Catherine of Vadstena
Standing polychrome wooden figure of Catherine (Katarina) of Vadstena, daughter of St Bridget. The figure stands in a plain “dorsal” box. Made c. 1500 in Haaken Gulleson’s workshop.
Catherine is wearing a silver-coloured gown and a golden mantle with a blue lining. Her gown has wide longitudinal pleats, and the mantle, which she holds up in her right hand, is draped in large, soft folds. In her left hand Catherine holds a burning oil lamp, and in her right she probably held a lily, now lost. A white hind lies beneath her mantle. Catherine stands in a dorsal which an architectural framework of Gothic tracery. The dorsal is painted green, with a red and black frame. Specially made for Bollnäs Church, this dorsal is a companion piece to St Bridget’s.

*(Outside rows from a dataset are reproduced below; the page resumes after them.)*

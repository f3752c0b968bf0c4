//! Data types shared by the drivers, the sequencer and the telemetry decoders.

/// Number of expander output channels ("No. 1".."No. 16").
pub const CHANNEL_COUNT: usize = 16;
/// Number of paired temperature words (0x24..0x32).
pub const TEMPERATURE_WORDS: usize = CHANNEL_COUNT / 2;
/// Number of fan/seat positions.
pub const POSITION_COUNT: usize = 4;

/// Highest valid fan level; nibbles 0xB..0xF are sentinels.
pub const FAN_LEVEL_MAX: u8 = 10;
/// Highest valid heater level; nibbles 0x4..0xF are sentinels.
pub const HEATER_LEVEL_MAX: u8 = 3;

/// Which of the two NVM read framings a call site uses.
///
/// The device answers with a one-transfer pipeline delay whose shape depends
/// on the transaction, so the mode is chosen per call site and never
/// negotiated. Using the wrong one yields misaligned data.
#[cfg_attr(feature = "defmt", derive(defmt::Format))]
#[derive(Clone, Copy, Debug, Eq, PartialEq)]
pub enum ReadMode {
    /// Mode A: 2-byte filler per word, 2-byte echo, data in every odd 2-byte slot.
    /// Only a single isolated word fits inside the frame.
    Legacy,
    /// Mode B: 4-byte filler per word, 4-byte header, each word is `[DATA(2), STATUS(2)]`.
    Block,
}

/// Telemetry decoding profile, selected per deployment.
#[cfg_attr(feature = "defmt", derive(defmt::Format))]
#[derive(Clone, Copy, Debug, Eq, PartialEq)]
pub enum Profile {
    /// 16 on/off channels with paired temperatures; drives the expander outputs.
    Channels,
    /// 4 fan-speed / seat-heater positions; read only.
    FanSeat,
}

/// Software view of the PCA9539.
#[cfg_attr(feature = "defmt", derive(defmt::Format))]
#[derive(Clone, Copy, Debug, Default, Eq, PartialEq)]
pub struct ExpanderState {
    /// True only after all six init readbacks matched.
    pub initialized: bool,
    /// Last output mask whose readback matched.
    pub output_mask: u16,
}

/// Detect input level with the previous sample kept for edge detection. `None` means not sampled yet.
#[cfg_attr(feature = "defmt", derive(defmt::Format))]
#[derive(Clone, Copy, Debug, Default, Eq, PartialEq)]
pub struct PinState {
    pub level: Option<bool>,
    pub previous: Option<bool>,
}

/// Transition seen between two detect samples.
#[cfg_attr(feature = "defmt", derive(defmt::Format))]
#[derive(Clone, Copy, Debug, Eq, PartialEq)]
pub enum Edge {
    Rising,
    Falling,
    None,
}

impl PinState {
    /// Record a new sample and classify it. The first sample only sets the baseline.
    pub fn sample(&mut self, level: bool) -> Edge {
        self.previous = self.level;
        self.level = Some(level);
        match (self.previous, level) {
            (None, _) | (Some(true), true) | (Some(false), false) => Edge::None,
            (Some(false), true) => Edge::Rising,
            (Some(true), false) => Edge::Falling,
        }
    }

    pub fn is_high(&self) -> bool {
        self.level == Some(true)
    }
}

/// One of the 16 channels.
#[cfg_attr(feature = "defmt", derive(defmt::Format))]
#[derive(Clone, Copy, Debug, Default, Eq, PartialEq)]
pub struct ChannelReading {
    /// 0-based channel index; displayed as "No. {index + 1}".
    pub index: u8,
    pub on: bool,
    /// Degrees C, one byte of the channel pair's temperature word.
    pub temperature: u8,
}

impl ChannelReading {
    /// 1-based channel number as printed on the board.
    pub fn number(&self) -> u8 {
        self.index + 1
    }
}

/// Fan/seat position, in nibble order.
#[cfg_attr(feature = "defmt", derive(defmt::Format))]
#[derive(Clone, Copy, Debug, Default, Eq, PartialEq)]
pub enum Position {
    #[default]
    FrontLeft,
    FrontRight,
    RearLeft,
    RearRight,
}

impl Position {
    pub const ALL: [Position; POSITION_COUNT] = [
        Position::FrontLeft,
        Position::FrontRight,
        Position::RearLeft,
        Position::RearRight,
    ];

    pub fn label(self) -> &'static str {
        match self {
            Position::FrontLeft => "FL",
            Position::FrontRight => "FR",
            Position::RearLeft => "RL",
            Position::RearRight => "RR",
        }
    }

    /// Nibble index inside the fan and heater words.
    pub fn nibble(self) -> u32 {
        self as u32
    }
}

/// Where a reported level came from.
#[cfg_attr(feature = "defmt", derive(defmt::Format))]
#[derive(Clone, Copy, Debug, Default, Eq, PartialEq)]
pub enum Lineage {
    /// Nothing accepted yet; value is the initial zero.
    #[default]
    Initial,
    /// Decoded from this cycle's raw nibble.
    Decoded,
    /// Raw nibble was a sentinel; value is the last accepted one.
    CarriedForward,
}

/// A level sampled from one nibble, with carry-forward lineage.
#[cfg_attr(feature = "defmt", derive(defmt::Format))]
#[derive(Clone, Copy, Debug, Default, Eq, PartialEq)]
pub struct LevelSample {
    /// Reported level; always the last accepted value.
    pub value: u8,
    /// Raw nibble from the latest cycle.
    pub raw: u8,
    pub lineage: Lineage,
}

impl LevelSample {
    /// Accept `raw` if it is at most `max`, otherwise keep the last accepted value.
    pub fn update(&mut self, raw: u8, max: u8) -> Lineage {
        self.raw = raw;
        if raw <= max {
            self.value = raw;
            self.lineage = Lineage::Decoded;
        } else {
            self.lineage = Lineage::CarriedForward;
        }
        self.lineage
    }
}

#[cfg_attr(feature = "defmt", derive(defmt::Format))]
#[derive(Clone, Copy, Debug, Default, Eq, PartialEq)]
pub struct FanSeatReading {
    pub position: Position,
    /// 0..=10
    pub fan: LevelSample,
    /// 0..=3
    pub heater: LevelSample,
}

impl FanSeatReading {
    pub fn fan_level(&self) -> u8 {
        self.fan.value
    }

    pub fn heater_level(&self) -> u8 {
        self.heater.value
    }
}

/// Outcome of a hot-reset request.
#[cfg_attr(feature = "defmt", derive(defmt::Format))]
#[derive(Clone, Copy, Debug, Eq, PartialEq)]
pub enum HotReset {
    /// Reset pulse started.
    Started,
    /// Detect was low; reset kept low.
    Refused,
}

Legend has it that Catherine of Vadstena was unusually tall, and this is conveyed by the stature of the carving. The hind reclining at her feet is her attribute. The legend tells us that she had rescued it from pursuit by a huntsman. The oil lamp she is holding alludes to her being a “wise virgin”, as in the Bible story of the ten virgins, of whom the wise ones had bought oil for their lamps and the foolish ones had omitted to do so. It was not at all uncommon for Catherine and Bridget to be paired together as saints, showing how the Bridgettine Order lived on through St Bridget’s daughter. It was Catherine who, in 1378, obtained approval of the rule of the Bridgettine Order from the Pope in Rome.